Pubblicato il 07/03/2020 ore 13:30

IL TETTO ALLE SPESE Al termine del World Motor Sport Council tenutosi venerdì, la FIA ha reso noti i regolamenti relativi a una delle più grandi novità portate dalla rivoluzione regolamentare attesa per il 2021, ossia il budget cap. L'idea è stata supportata sia dalla Federazione sia da Liberty Media e fissa un tetto di spesa pari a 175 milioni di dollari per una stagione su 21 gran premi.

GLI OBBIETTIVI Nel documento pubblicato dopo la riunione del WMSC, si sottolinea come questa novità prometta di preservare ''la straordinaria sfida tecnologica e ingegneristica della F1'', ossia una delle criticità che chi si è opposto a questa idea ha sempre sottolineato.. Tre sono gli obbiettivi primari che si vogliono raggiungere:

  • promuovere l'equilibrio competitivo del campionato;
  • promuovere l'equità sportiva del campionato; 
  • assicurare la stabilità finanziaria a lungo termine e la sostenibilità delle squadre di F1.

Chase Carey (Liberty Media) e Jean Todt (FIA)

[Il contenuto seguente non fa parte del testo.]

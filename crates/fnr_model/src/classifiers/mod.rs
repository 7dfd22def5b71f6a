use std::sync::Arc;

use fnr_core::{Error, Result, TextClassifier};

pub mod lexicon;
pub mod remote;

pub use lexicon::LexiconClassifier;
pub use remote::RemoteClassifier;

/// Builds a classifier by name. `base_url` is only meaningful for the
/// remote backend.
pub fn create_classifier(name: &str, base_url: Option<&str>) -> Result<Arc<dyn TextClassifier>> {
    match name {
        "lexicon" => Ok(Arc::new(LexiconClassifier::new())),
        "remote" => Ok(Arc::new(RemoteClassifier::new(
            base_url.map(|s| s.to_string()),
        )?)),
        other => Err(Error::Classification(format!(
            "unknown classifier: {} (available: lexicon, remote)",
            other
        ))),
    }
}

#[cfg(test)]
mod tests {
    use super::*;

    #[test]
    fn test_create_known_classifiers() {
        assert_eq!(create_classifier("lexicon", None).unwrap().name(), "lexicon");
        assert_eq!(create_classifier("remote", None).unwrap().name(), "remote");
    }

    #[test]
    fn test_create_unknown_classifier() {
        assert!(create_classifier("bert-large", None).is_err());
    }
}
use axum::{
    routing::{get, post},
    Router,
};
use std::sync::Arc;
use tower_http::cors::CorsLayer;

pub mod handlers;
pub mod state;

pub use state::AppState;

pub fn create_app(state: AppState) -> Router {
    let cors = CorsLayer::permissive();

    Router::new()
        .route("/", get(handlers::root))
        .route("/analyze/content", post(handlers::analyze_content))
        .route("/analyze/url", post(handlers::analyze_url))
        .route("/model/info", get(handlers::model_info))
        .layer(cors)
        .with_state(Arc::new(state))
}

pub mod prelude {
    pub use crate::AppState;
    pub use fnr_core::{CredibilityReport, Error, Result};
}
use thiserror::Error;

#[derive(Error, Debug)]
pub enum Error {
    #[error("IO error: {0}")]
    Io(#[from] std::io::Error),

    #[error("Serialization error: {0}")]
    Serialization(#[from] serde_json::Error),

    #[error("Invalid URL: {0}")]
    InvalidUrl(String),

    #[error("Extraction error: {0}")]
    Extraction(String),

    #[error("Validation error: {0}")]
    Validation(String),

    #[error("Classification error: {0}")]
    Classification(String),

    #[error("HTTP error: {0}")]
    Http(#[from] reqwest::Error),

    #[error("External error: {0}")]
    External(#[from] anyhow::Error),
}

impl Error {
    /// True when the failure is attributable to caller-supplied input
    /// and should map to a client error at the API boundary.
    pub fn is_client_error(&self) -> bool {
        matches!(self, Error::Validation(_) | Error::InvalidUrl(_))
    }
}

pub type Result<T> = std::result::Result<T, Error>;
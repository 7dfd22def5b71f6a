use std::fmt;
use std::sync::Arc;

use lazy_static::lazy_static;
use regex::Regex;
use tracing::{debug, info};

use fnr_core::{
    Category, CredibilityReport, Error, FlaggedSegment, Label, ModelInfo, Result, TextClassifier,
};
use fnr_extract::Extractor;

lazy_static! {
    static ref URL_PATTERN: Regex = Regex::new(r"https?://\S+|www\.\S+").expect("valid regex");
    static ref WHITESPACE: Regex = Regex::new(r"\s+").expect("valid regex");
}

/// Token budget per scoring segment, matching the input-length limit of
/// typical sequence classifiers.
pub const MAX_SEGMENT_TOKENS: usize = 512;

/// Confidence above which a negative sentence is flagged.
pub const FLAG_THRESHOLD: f64 = 0.6;

/// Sentences shorter than this (trimmed) carry too little signal to
/// classify meaningfully.
const MIN_SENTENCE_CHARS: usize = 10;

const FLAG_REASON: &str = "Potentially misleading content";

const MODEL_VERSION: &str = "1.0.0";
const MODEL_LAST_UPDATED: &str = "2023-07-25";

/// Scores the credibility of news text. Stateless across calls; every
/// call's segments and results are local to that call, so one analyzer
/// can serve concurrent requests.
pub struct CredibilityAnalyzer {
    classifier: Arc<dyn TextClassifier>,
    extractor: Extractor,
}

impl fmt::Debug for CredibilityAnalyzer {
    fn fmt(&self, f: &mut fmt::Formatter<'_>) -> fmt::Result {
        f.debug_struct("CredibilityAnalyzer")
            .field("classifier", &self.classifier.name())
            .finish()
    }
}

impl CredibilityAnalyzer {
    pub fn new(classifier: Arc<dyn TextClassifier>) -> Result<Self> {
        Ok(Self {
            classifier,
            extractor: Extractor::new()?,
        })
    }

    /// Builds an analyzer around a custom extractor (tests, alternative
    /// strategy chains).
    pub fn with_extractor(classifier: Arc<dyn TextClassifier>, extractor: Extractor) -> Self {
        Self { classifier, extractor }
    }

    pub fn model_info(&self) -> ModelInfo {
        ModelInfo {
            name: self.classifier.name().to_string(),
            version: MODEL_VERSION.to_string(),
            last_updated: MODEL_LAST_UPDATED.to_string(),
        }
    }

    /// Replaces URL-like substrings with a placeholder token and
    /// collapses whitespace runs.
    pub fn preprocess(&self, text: &str) -> String {
        let text = URL_PATTERN.replace_all(text, "[URL]");
        WHITESPACE.replace_all(&text, " ").trim().to_string()
    }

    /// Splits text into segments whose estimated token count stays
    /// within `max_tokens`. Words are never split or dropped; a single
    /// word whose own estimate exceeds the budget still becomes its own
    /// segment.
    pub fn segment(&self, text: &str, max_tokens: usize) -> Vec<String> {
        let mut segments = Vec::new();
        let mut current: Vec<&str> = Vec::new();
        let mut current_tokens = 0usize;

        for word in text.split_whitespace() {
            let word_tokens = self.classifier.count_tokens(word);
            if current_tokens + word_tokens <= max_tokens || current.is_empty() {
                current.push(word);
                current_tokens += word_tokens;
            } else {
                segments.push(current.join(" "));
                current = vec![word];
                current_tokens = word_tokens;
            }
        }

        if !current.is_empty() {
            segments.push(current.join(" "));
        }
        segments
    }

    /// Scores raw text: classify every segment, average the per-segment
    /// credibility contributions, and flag misleading sentences.
    pub async fn analyze_text(&self, text: &str) -> Result<CredibilityReport> {
        let cleaned = self.preprocess(text);
        let segments = self.segment(&cleaned, MAX_SEGMENT_TOKENS);
        debug!("scoring {} segment(s)", segments.len());

        let mut contributions = Vec::with_capacity(segments.len());
        for segment in &segments {
            let result = self.classifier.classify(segment).await?;
            let credibility = match result.label {
                Label::Positive => result.confidence,
                Label::Negative => 1.0 - result.confidence,
            };
            contributions.push(credibility);
        }

        // Empty input scores neutral rather than failing.
        let score = if contributions.is_empty() {
            0.5
        } else {
            contributions.iter().sum::<f64>() / contributions.len() as f64
        };

        let highlighted_segments = self.flag_misleading(&cleaned).await?;

        Ok(CredibilityReport {
            score,
            category: Category::from_score(score),
            highlighted_segments,
            url: None,
            title: None,
            source_metadata: None,
        })
    }

    /// Classifies each sentence separately and flags confidently
    /// negative ones. Indices refer to the sentence's position among
    /// all sentences, including unflagged and skipped ones.
    async fn flag_misleading(&self, text: &str) -> Result<Vec<FlaggedSegment>> {
        let mut flagged = Vec::new();

        for (index, sentence) in split_sentences(text).iter().enumerate() {
            if sentence.trim().len() < MIN_SENTENCE_CHARS {
                continue;
            }

            let result = self.classifier.classify(sentence).await?;
            if result.label == Label::Negative && result.confidence > FLAG_THRESHOLD {
                flagged.push(FlaggedSegment {
                    text: sentence.clone(),
                    confidence: result.confidence,
                    index,
                    reason: FLAG_REASON.to_string(),
                });
            }
        }

        Ok(flagged)
    }

    /// Extracts an article from a URL and scores `"{title}. {content}"`,
    /// merging the extractor's metadata into the report. Extraction
    /// failures are client-fixable and surface as validation errors.
    pub async fn analyze_url(&self, url: &str) -> Result<CredibilityReport> {
        info!("🔍 Analyzing URL: {}", url);
        let article = self
            .extractor
            .extract(url)
            .await
            .map_err(|e| Error::Validation(format!("Failed to analyze URL: {}", e)))?;

        let composed = format!("{}. {}", article.title, article.content);
        let mut report = self.analyze_text(&composed).await?;
        report.url = Some(article.url);
        report.title = Some(article.title);
        report.source_metadata = Some(article.metadata);
        Ok(report)
    }

    /// Scores a batch of texts sequentially.
    pub async fn analyze_batch(&self, texts: &[String]) -> Result<Vec<CredibilityReport>> {
        let mut reports = Vec::with_capacity(texts.len());
        for text in texts {
            reports.push(self.analyze_text(text).await?);
        }
        Ok(reports)
    }
}

/// Splits text into sentences at boundaries following `.`, `!`, or `?`
/// followed by whitespace. The terminator stays with its sentence.
fn split_sentences(text: &str) -> Vec<String> {
    let mut sentences = Vec::new();
    let mut start = 0usize;
    let mut chars = text.char_indices().peekable();

    while let Some((i, c)) = chars.next() {
        if matches!(c, '.' | '!' | '?') {
            if let Some((_, next)) = chars.peek() {
                if next.is_whitespace() {
                    let end = i + c.len_utf8();
                    let sentence = text[start..end].trim_start();
                    if !sentence.is_empty() {
                        sentences.push(sentence.to_string());
                    }
                    start = end;
                }
            }
        }
    }

    let tail = text[start..].trim_start();
    if !tail.is_empty() {
        sentences.push(tail.to_string());
    }
    sentences
}
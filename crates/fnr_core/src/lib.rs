pub mod classifier;
pub mod error;
pub mod types;

pub use classifier::{Classification, Label, TextClassifier};
pub use error::Error;
pub use types::{
    Category, CredibilityReport, ExtractedArticle, FlaggedSegment, ModelInfo, SourceMetadata,
};

pub type Result<T> = std::result::Result<T, Error>;

pub mod prelude {
    pub use super::classifier::{Classification, Label, TextClassifier};
    pub use super::types::{Category, CredibilityReport, ExtractedArticle, SourceMetadata};
    pub use super::{Error, Result};
}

NASCE LA CCA Abbiamo scritto che il budget cap è stato fissato in 175 milioni di dollari per una stagione di 21 GP. Come saprete, l'obbiettivi di Liberty Media è di allargare il calendario del Mondiale di F1 fino a 25 gare. In questo caso, i team avranno a disposizione un milione di dollari in più per ogni appuntamento aggiunto ai 21 prefissati. Allo stesso tempo, nel caso remoto in cui i gran premi fossero di meno, le scuderie vedranno il tetto delle spese scendere di un milione per ogni weekend in meno. Ogni squadra dovrà riportare le proprie spese alla Cost Cap Administration (CCA), un organismo controllato dalla FIA, ad intervalli durante l'anno. Un ulteriore rapporto annuale completo dovrà essere consegnato dopo il 31 dicembre.

COSA RESTA FUORI Definite anche le spese che non rientrano nel budget cap, permettendo maggior margine di manovra ai team. Confermato quando era già stato anticipato nella bozza presentata in autunno:

  • stipendio dei piloti;
  • spese di marketing;
  • costi legali e finanziari;
  • attività ritenute dalla FIA ''non di F1''.

RECLAMI E INFRAZIONI Il budget cap potrà portare anche nuovi veleni tra le scuderie, un po' come stiamo vedendo in queste settimane riguardo al motore Ferrari. Si potrà infatti presentare reclamo contro i rivali che si ritiene non stiano rispettando il limite e l'ACC potrà rifiutarlo o indagare a riguardo. In caso di violazione minore, inferiore al 5%, un team potrà stipulare un ''Accordo di violazione accettato'' con l'ACC per ottenere una pena più leggera. Se l'infrazione è più grave, una squadra potrà essere soggetta a una perdita di punti, alla sospensione, a un limite nei test, all'esclusione dal campionato o alla riduzione del budget cap per la stagione successiva.

LE REGOLE PER LE NEW ENTRY Ogni nuova squadra che entrerà nel Mondiale di F1 sarà tenuta a rispettare il tetto di spesa dall'anno immediatamente precedente il suo debutto sulla griglia di partenza, anche se dovrà presentare un unico rapporto di spesa alla fine dell'anno. Il regolamento completo del budget cap è scaricabile sul sito della FIA.